「メイキングとか見てるとよく"アタリをつけましょう"って書いてあるけど、なんか邪魔だし面倒だし汚らしいし、アタリって必要なの?」
という人向け、【アタリは何のためにつけるのか?】について。
「アタリなんかつけなくても問題なく描けている」という場合はつけなくてもよくて、「なんかバランス変だな」とか「描くたび違っちゃうな」という場合につけるとどこがどうおかしいのか分かりやすいかも。という感じ。
アタリって何?
「こんなアタリなら別につけなくていい」という例
「アタリなんていらないんじゃない?」と思う人って、「アタリって要するに目の位置と鼻の位置でしょ?」と捉えていることが多いと思う。
たしかに"目を左右均等に描くため"とか"鼻を顔の真ん中に描くため"だけにアタリをつけている絵を見かけることもある。
マルにタテヨコの線をシャッシャッと入れただけのアタリ。
確かに、こんなアタリなら別にあってもなくても大差ない。

ただ、「初心者だから、目で見て左右をそろえるのが難しい」とか、「つい雑に描いちゃうから、鼻がズレちゃう」みたいなときにはちゃんと役に立つ。
あとは片目が髪で隠れているなどの場合、補助線がないと知らず知らずのうちにズレが起こってしまうこともある。


本来のアタリの付け方
真正面の顔はいいとして、斜め下向きの横顔とかアオリ構図など、「角度のある顔」を描くときは補助線がないと難しいことがある。あとは、苦手な向きや角度を描くとき。
これは自分がルーミスの『やさしい人物画』の模写をしたものだけど、アタリ線は頭蓋骨の構造を簡略化し、正しい位置をマークするためにつけている。
上で描いたような【円】のアタリではなくて、【球】のアタリ。

ふだんよく見かけるアタリは目の位置だと思うけど、ルーミスのアタリは眉の位置、頭蓋骨のいちばん太い部分につけている。
また、耳は"眉の線"と"横から見た正中線"の交差点についていることもわかる。
正しくアタリをつけることで、「耳ってこのへんかな? もうちょっと後ろかな?」みたいな迷いもなくしていける。(アタリをつけると耳って意外と後ろ&上の方に付いているのが分かる)
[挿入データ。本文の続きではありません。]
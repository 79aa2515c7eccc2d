//! Saksflyt CLI - Command-line interface for case tasks and their question graphs.

use clap::Parser;
use saksflyt_cli::commands;
use saksflyt_cli::{Cli, Command, Config, Formatter};
use saksflyt_domain::{Aktor, OppgaveKommando};
use saksflyt_store::SqliteStore;
use std::path::PathBuf;
use tracing_subscriber::EnvFilter;

fn main() {
    if let Err(e) = run() {
        eprintln!("Error: {}", e);
        std::process::exit(1);
    }
}

fn run() -> saksflyt_cli::Result<()> {
    let cli = Cli::parse();

    let config_path = match &cli.config {
        Some(path) => PathBuf::from(path),
        None => Config::path()?,
    };
    let config = Config::load_from(&config_path)?;

    // Log to stderr so command output stays machine-readable
    let filter = EnvFilter::try_from_default_env()
        .or_else(|_| EnvFilter::try_new(&config.log_filter))
        .map_err(|e| saksflyt_cli::CliError::Config(format!("Invalid log_filter: {}", e)))?;
    tracing_subscriber::fmt()
        .with_writer(std::io::stderr)
        .with_env_filter(filter)
        .init();

    let format = cli
        .format
        .map(Into::into)
        .unwrap_or(config.settings.format);
    let color_enabled = !cli.no_color && config.settings.color;
    let formatter = Formatter::new(format, color_enabled);

    if let Command::Init = cli.command {
        return commands::execute_init(&config, &config_path, &formatter);
    }

    let mut store = SqliteStore::new(config.database_file(&config_path))?;
    let tilgang = &config.tilgang;

    match cli.command {
        Command::Init => unreachable!("handled above"),
        Command::Demo(args) => commands::execute_demo(args, &mut store, &formatter)?,
        Command::List => commands::execute_list(&store, &formatter)?,
        Command::Show(args) => commands::execute_show(args, &store, &formatter)?,
        Command::Answer(args) => commands::execute_answer(args, &mut store, &formatter)?,
        Command::Log(args) => commands::execute_log(args, &store, &formatter)?,
        Command::Label(args) => commands::execute_label(args, &mut store, &formatter)?,
        Command::Assign(args) => commands::execute_transition(
            &args.oppgave,
            OppgaveKommando::Tildel {
                saksbehandler: Aktor::new(args.actor),
            },
            &mut store,
            tilgang,
            &formatter,
        )?,
        Command::SendToControl(args) => commands::execute_transition(
            &args.oppgave,
            OppgaveKommando::SendTilKontroll,
            &mut store,
            tilgang,
            &formatter,
        )?,
        Command::AssignControl(args) => commands::execute_transition(
            &args.oppgave,
            OppgaveKommando::TildelKontroll {
                beslutter: Aktor::new(args.actor),
            },
            &mut store,
            tilgang,
            &formatter,
        )?,
        Command::Approve(args) => commands::execute_transition(
            &args.oppgave,
            OppgaveKommando::Godkjenn,
            &mut store,
            tilgang,
            &formatter,
        )?,
        Command::SendBack(args) => commands::execute_transition(
            &args.oppgave,
            OppgaveKommando::SendTilbake,
            &mut store,
            tilgang,
            &formatter,
        )?,
        Command::Withdraw(args) => commands::execute_transition(
            &args.oppgave,
            OppgaveKommando::LeggTilbake,
            &mut store,
            tilgang,
            &formatter,
        )?,
        Command::Cancel(args) => commands::execute_transition(
            &args.oppgave,
            OppgaveKommando::Avbryt {
                aarsak: args.reason,
            },
            &mut store,
            tilgang,
            &formatter,
        )?,
    }

    Ok(())
}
『やさしい人物画』は自分もだいぶ前に買って、今でも模写をして使っている。
※ルーミスは著作権がすでに切れているとのことで、無料でpdfが公開されている。ただし英語の原書版『Figure Drawing for All It’s Worth』。(これについてはネットで意見が割れていたのですが、改めて調べてみたところ、自分も「著作権はまだ切れていない」と判断しました。)
※ただ、ルーミスの感覚でデフォルメキャラを描こうとすると骨格が大きくなりすぎるので、デフォルメキャラに特化したアタリ講座を併用すると感覚が掴みやすいのかなと思います。
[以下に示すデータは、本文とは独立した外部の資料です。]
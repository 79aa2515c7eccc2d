//! Command implementations.

pub mod answer;
pub mod demo;
pub mod init;
pub mod label;
pub mod log;
pub mod show;
pub mod transition;

pub use self::answer::execute_answer;
pub use self::demo::execute_demo;
pub use self::init::execute_init;
pub use self::label::execute_label;
pub use self::log::execute_log;
pub use self::show::{execute_list, execute_show};
pub use self::transition::execute_transition;

use crate::error::{CliError, Result};
use saksflyt_domain::{Oppgave, OppgaveId, OppgaveRepository};
use saksflyt_store::SqliteStore;

/// Load an oppgave by its id as typed on the command line.
pub(crate) fn load_oppgave(store: &SqliteStore, raw: &str) -> Result<Oppgave> {
    let id = OppgaveId::from_string(raw.trim())
        .map_err(|e| CliError::InvalidInput(format!("Invalid oppgave ID '{}': {}", raw, e)))?;
    store
        .load(id)?
        .ok_or_else(|| CliError::InvalidInput(format!("No oppgave with ID {}", id)))
}

#[cfg(test)]
pub(crate) mod testing {
    use crate::config::TilgangConfig;
    use saksflyt_store::SqliteStore;
    use std::collections::BTreeSet;
    use tempfile::TempDir;

    pub const SAKSBEHANDLER: &str = "Z111111";
    pub const BESLUTTER: &str = "Z222222";

    pub fn store() -> (TempDir, SqliteStore) {
        let dir = tempfile::tempdir().unwrap();
        let store = SqliteStore::new(dir.path().join("saksflyt.db")).unwrap();
        (dir, store)
    }

    pub fn tilgang() -> TilgangConfig {
        TilgangConfig {
            saksbehandlere: BTreeSet::from([SAKSBEHANDLER.to_string()]),
            besluttere: BTreeSet::from([BESLUTTER.to_string()]),
        }
    }
}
↑お絵かき講座パルミーの「立体的な頭の描き方講座」にもアタリを使って描く方法が詳しく解説されています。
コンディションに左右されない安定した絵が描ける
また、手癖で描いたり気分で描いたりするとコンディションで顔が違う、なんてことも起こりがち。
上で書いたように「耳の位置ってどのへん? もっと後ろかな? もうちょっと前かな?」なんてやっていては、描くたび違ってしまう。
アタリをきちんとつけることで、ムラの少ない安定した絵を描くことができる。
脱・ファッションアタリ
アタリはあくまでも補助線なので、作品として仕上げるならアタリのレイヤーを別に作ったり(デジタルの場合)、アタリの別紙をトレースしたりして使う(アナログの場合)。
自分もそうだったんだけど、アタリの入った落描き絵を描いていると、なんとなく「おっ、なんか私の絵、プロっぽく見えない!?」みたいな感じに酔っちゃいがちで、そういうファッションアタリは汚く見えるだけで意味がなかった。
だから「汚いし、アタリって必要? アタリって言いたいだけじゃん」みたいな印象を持つ人も多いんだと思う。
"何となくシャシャシャッと顔に十字を描いとくと本格的に見える気がする"みたいなファッションアタリではなく、きちんと正しいアタリをつける。
そうすると「あれ? なんかどこか顔が変だな」ということも起こりにくく、またリカバリーもしやすくなった。